Retype every entry precisely and keep each line whole.
Start of AVAILABLE RECORDS
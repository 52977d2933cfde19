//! Port abstraction for user persistence adapters and their errors.
use async_trait::async_trait;

use crate::domain::{
    DisplayName, EmailAddress, Page, PageRequest, RefereeSummary, ReferCode, Role, User, UserId,
    UserListing,
};

use super::define_port_error;

define_port_error! {
    /// Persistence errors raised by user repository adapters.
    pub enum UserPersistenceError {
        /// Repository connection could not be established.
        Connection { message: String } => "user repository connection failed: {message}",
        /// Query or mutation failed during execution.
        Query { message: String } => "user repository query failed: {message}",
        /// Another account already uses this email.
        DuplicateEmail { email: String } => "email {email} is already registered",
        /// Another account already owns this refer code.
        DuplicateReferCode { code: String } => "refer code {code} is already taken",
    }
}

#[cfg_attr(test, mockall::automock)]
#[async_trait]
pub trait UserRepository: Send + Sync {
    /// Fetch a user by identifier.
    async fn find_by_id(&self, id: &UserId) -> Result<Option<User>, UserPersistenceError>;

    /// Fetch a user by normalised email.
    async fn find_by_email(
        &self,
        email: &EmailAddress,
    ) -> Result<Option<User>, UserPersistenceError>;

    /// Fetch the owner of a refer code.
    async fn find_by_refer_code(
        &self,
        code: &ReferCode,
    ) -> Result<Option<User>, UserPersistenceError>;

    /// Insert a new account.
    ///
    /// Unique violations surface as [`UserPersistenceError::DuplicateEmail`]
    /// or [`UserPersistenceError::DuplicateReferCode`].
    async fn insert(&self, user: &User) -> Result<(), UserPersistenceError>;

    /// Refresh the mutable profile fields. Codes are never touched.
    async fn update_profile(
        &self,
        id: &UserId,
        display_name: &DisplayName,
        role: Role,
    ) -> Result<Option<User>, UserPersistenceError>;

    /// Users whose referrer code equals `code`, oldest first then by name.
    async fn referees(&self, code: &ReferCode)
    -> Result<Vec<RefereeSummary>, UserPersistenceError>;

    /// Newest users first, each with the number of users they referred.
    async fn list_with_referee_counts(
        &self,
        page: PageRequest,
    ) -> Result<Page<UserListing>, UserPersistenceError>;
}
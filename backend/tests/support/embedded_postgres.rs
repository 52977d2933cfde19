//! Per-test databases cloned from a migrated template.
//!
//! The template name embeds a hash of `migrations/`, so editing a migration
//! yields a fresh template instead of a stale schema.

use std::path::PathBuf;
use std::sync::{Mutex, OnceLock};
use std::time::Duration;

use diesel::Connection;
use diesel::pg::PgConnection;
use diesel_migrations::{EmbeddedMigrations, MigrationHarness, embed_migrations};
use pg_embedded_setup_unpriv::test_support::hash_directory;
use pg_embedded_setup_unpriv::{ClusterHandle, TemporaryDatabase};
use postgres::{Client, NoTls};
use uuid::Uuid;

use super::format_postgres_error;

const MIGRATIONS: EmbeddedMigrations = embed_migrations!("migrations");

static TEMPLATE_LOCK: OnceLock<Mutex<()>> = OnceLock::new();

const TEMPLATE_NAME_PREFIX: &str = "finlead_template";
const TEMPLATE_PROVISION_RETRIES: usize = 5;
const TEMPLATE_PROVISION_RETRY_DELAY: Duration = Duration::from_millis(500);

fn migrations_dir() -> PathBuf {
    PathBuf::from(env!("CARGO_MANIFEST_DIR")).join("migrations")
}

fn template_database_name() -> Result<String, String> {
    let hash = hash_directory(migrations_dir()).map_err(|err| format!("hash migrations: {err}"))?;
    let short_hash = hash.get(..8).unwrap_or(&hash);
    Ok(format!("{TEMPLATE_NAME_PREFIX}_{short_hash}"))
}

/// Creates or reuses a template database with the latest migrations applied.
fn ensure_template_database(cluster: &ClusterHandle) -> Result<String, String> {
    let template_name = template_database_name()?;
    let _lock = TEMPLATE_LOCK
        .get_or_init(|| Mutex::new(()))
        .lock()
        .unwrap_or_else(|err| err.into_inner());

    let exists = cluster
        .database_exists(template_name.as_str())
        .map_err(|err| format!("template check: {err:?}"))?;

    if !exists {
        cluster
            .create_database(template_name.as_str())
            .map_err(|err| format!("create template: {err:?}"))?;
        let url = cluster.connection().database_url(&template_name);
        migrate_schema(&url)?;
    }

    Ok(template_name)
}

/// Provisions a temporary database cloned from the migration template.
///
/// The database is dropped when the returned guard goes out of scope.
pub fn provision_template_database(cluster: &ClusterHandle) -> Result<TemporaryDatabase, String> {
    let mut last_error = String::from("create database from template: exhausted retries");
    for attempt in 1..=TEMPLATE_PROVISION_RETRIES {
        let result = ensure_template_database(cluster).and_then(|template| {
            let db_name = format!("test_{}", Uuid::new_v4().simple());
            cluster
                .temporary_database_from_template(db_name.as_str(), template.as_str())
                .map_err(|err| format!("create database from template: {err:?}"))
        });
        match result {
            Ok(database) => return Ok(database),
            Err(error) => {
                last_error = format!("attempt {attempt}/{TEMPLATE_PROVISION_RETRIES}: {error}");
            }
        }
        if attempt < TEMPLATE_PROVISION_RETRIES {
            std::thread::sleep(TEMPLATE_PROVISION_RETRY_DELAY);
        }
    }
    Err(last_error)
}

/// Runs all pending Diesel migrations against `url`.
pub fn migrate_schema(url: &str) -> Result<(), String> {
    let mut conn = PgConnection::establish(url).map_err(|err| format!("connect: {err:?}"))?;
    conn.run_pending_migrations(MIGRATIONS)
        .map_err(|err| format!("migration: {err:?}"))?;
    Ok(())
}

/// Drops `table` so suites can simulate schema loss.
pub fn drop_table(url: &str, table: &str) -> Result<(), String> {
    let mut client = Client::connect(url, NoTls).map_err(|err| format_postgres_error(&err))?;
    let escaped = table.replace('"', "\"\"");
    client
        .batch_execute(&format!(r#"DROP TABLE IF EXISTS "{escaped}" CASCADE"#))
        .map_err(|err| format_postgres_error(&err))
}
End of AVAILABLE RECORDS
# [ANSWER TO THE EXERCISE]
repository 52977d2933cfde19
//! Port abstraction for user persistence adapters and their errors.
use async_trait::async_trait;

use crate::domain::{
    DisplayName, EmailAddress, Page, PageRequest, RefereeSummary, ReferCode, Role, User, UserId,
    UserListing,
};

use super::define_port_error;

define_port_error! {
    /// Persistence errors raised by user repository adapters.
    pub enum UserPersistenceError {
        /// Repository connection could not be established.
        Connection { message: String } => "user repository connection failed: {message}",
        /// Query or mutation failed during execution.
        Query { message: String } => "user repository query failed: {message}",
        /// Another account already uses this email.
        DuplicateEmail { email: String } => "email {email} is already registered",
        /// Another account already owns this refer code.
        DuplicateReferCode { code: String } => "refer code {code} is already taken",
    }
}

#[cfg_attr(test, mockall::automock)]
#[async_trait]
pub trait UserRepository: Send + Sync {
    /// Fetch a user by identifier.
    async fn find_by_id(&self, id: &UserId) -> Result<Option<User>, UserPersistenceError>;

    /// Fetch a user by normalised email.
    async fn find_by_email(
        &self,
        email: &EmailAddress,
    ) -> Result<Option<User>, UserPersistenceError>;

    /// Fetch the owner of a refer code.
    async fn find_by_refer_code(
        &self,
        code: &ReferCode,
    ) -> Result<Option<User>, UserPersistenceError>;

    /// Insert a new account.
    ///
    /// Unique violations surface as [`UserPersistenceError::DuplicateEmail`]
    /// or [`UserPersistenceError::DuplicateReferCode`].
    async fn insert(&self, user: &User) -> Result<(), UserPersistenceError>;

    /// Refresh the mutable profile fields. Codes are never touched.
    async fn update_profile(
        &self,
        id: &UserId,
        display_name: &DisplayName,
        role: Role,
    ) -> Result<Option<User>, UserPersistenceError>;

    /// Users whose referrer code equals `code`, oldest first then by name.
    async fn referees(&self, code: &ReferCode)
    -> Result<Vec<RefereeSummary>, UserPersistenceError>;

    /// Newest users first, each with the number of users they referred.
    async fn list_with_referee_counts(
        &self,
        page: PageRequest,
    ) -> Result<Page<UserListing>, UserPersistenceError>;
}
filename backend/tests/support/embedded_postgres.rs
repository 52977d2933cfde19
//! Per-test databases cloned from a migrated template.
//!
//! The template name embeds a hash of `migrations/`, so editing a migration
//! yields a fresh template instead of a stale schema.

use std::path::PathBuf;
use std::sync::{Mutex, OnceLock};
use std::time::Duration;

use diesel::Connection;
use diesel::pg::PgConnection;
use diesel_migrations::{EmbeddedMigrations, MigrationHarness, embed_migrations};
use pg_embedded_setup_unpriv::test_support::hash_directory;
use pg_embedded_setup_unpriv::{ClusterHandle, TemporaryDatabase};
use postgres::{Client, NoTls};
use uuid::Uuid;

use super::format_postgres_error;

const MIGRATIONS: EmbeddedMigrations = embed_migrations!("migrations");

static TEMPLATE_LOCK: OnceLock<Mutex<()>> = OnceLock::new();

const TEMPLATE_NAME_PREFIX: &str = "finlead_template";
const TEMPLATE_PROVISION_RETRIES: usize = 5;
const TEMPLATE_PROVISION_RETRY_DELAY: Duration = Duration::from_millis(500);

fn migrations_dir() -> PathBuf {
    PathBuf::from(env!("CARGO_MANIFEST_DIR")).join("migrations")
}

fn template_database_name() -> Result<String, String> {
    let hash = hash_directory(migrations_dir()).map_err(|err| format!("hash migrations: {err}"))?;
    let short_hash = hash.get(..8).unwrap_or(&hash);
    Ok(format!("{TEMPLATE_NAME_PREFIX}_{short_hash}"))
}

/// Creates or reuses a template database with the latest migrations applied.
fn ensure_template_database(cluster: &ClusterHandle) -> Result<String, String> {
    let template_name = template_database_name()?;
    let _lock = TEMPLATE_LOCK
        .get_or_init(|| Mutex::new(()))
        .lock()
        .unwrap_or_else(|err| err.into_inner());

    let exists = cluster
        .database_exists(template_name.as_str())
        .map_err(|err| format!("template check: {err:?}"))?;

    if !exists {
        cluster
            .create_database(template_name.as_str())
            .map_err(|err| format!("create template: {err:?}"))?;
        let url = cluster.connection().database_url(&template_name);
        migrate_schema(&url)?;
    }

    Ok(template_name)
}

/// Provisions a temporary database cloned from the migration template.
///
/// The database is dropped when the returned guard goes out of scope.
pub fn provision_template_database(cluster: &ClusterHandle) -> Result<TemporaryDatabase, String> {
    let mut last_error = String::from("create database from template: exhausted retries");
    for attempt in 1..=TEMPLATE_PROVISION_RETRIES {
        let result = ensure_template_database(cluster).and_then(|template| {
            let db_name = format!("test_{}", Uuid::new_v4().simple());
            cluster
                .temporary_database_from_template(db_name.as_str(), template.as_str())
                .map_err(|err| format!("create database from template: {err:?}"))
        });
        match result {
            Ok(database) => return Ok(database),
            Err(error) => {
                last_error = format!("attempt {attempt}/{TEMPLATE_PROVISION_RETRIES}: {error}");
            }
        }
        if attempt < TEMPLATE_PROVISION_RETRIES {
            std::thread::sleep(TEMPLATE_PROVISION_RETRY_DELAY);
        }
    }
    Err(last_error)
}

/// Runs all pending Diesel migrations against `url`.
pub fn migrate_schema(url: &str) -> Result<(), String> {
    let mut conn = PgConnection::establish(url).map_err(|err| format!("connect: {err:?}"))?;
    conn.run_pending_migrations(MIGRATIONS)
        .map_err(|err| format!("migration: {err:?}"))?;
    Ok(())
}

/// Drops `table` so suites can simulate schema loss.
pub fn drop_table(url: &str, table: &str) -> Result<(), String> {
    let mut client = Client::connect(url, NoTls).map_err(|err| format_postgres_error(&err))?;
    let escaped = table.replace('"', "\"\"");
    client
        .batch_execute(&format!(r#"DROP TABLE IF EXISTS "{escaped}" CASCADE"#))
        .map_err(|err| format_postgres_error(&err))
}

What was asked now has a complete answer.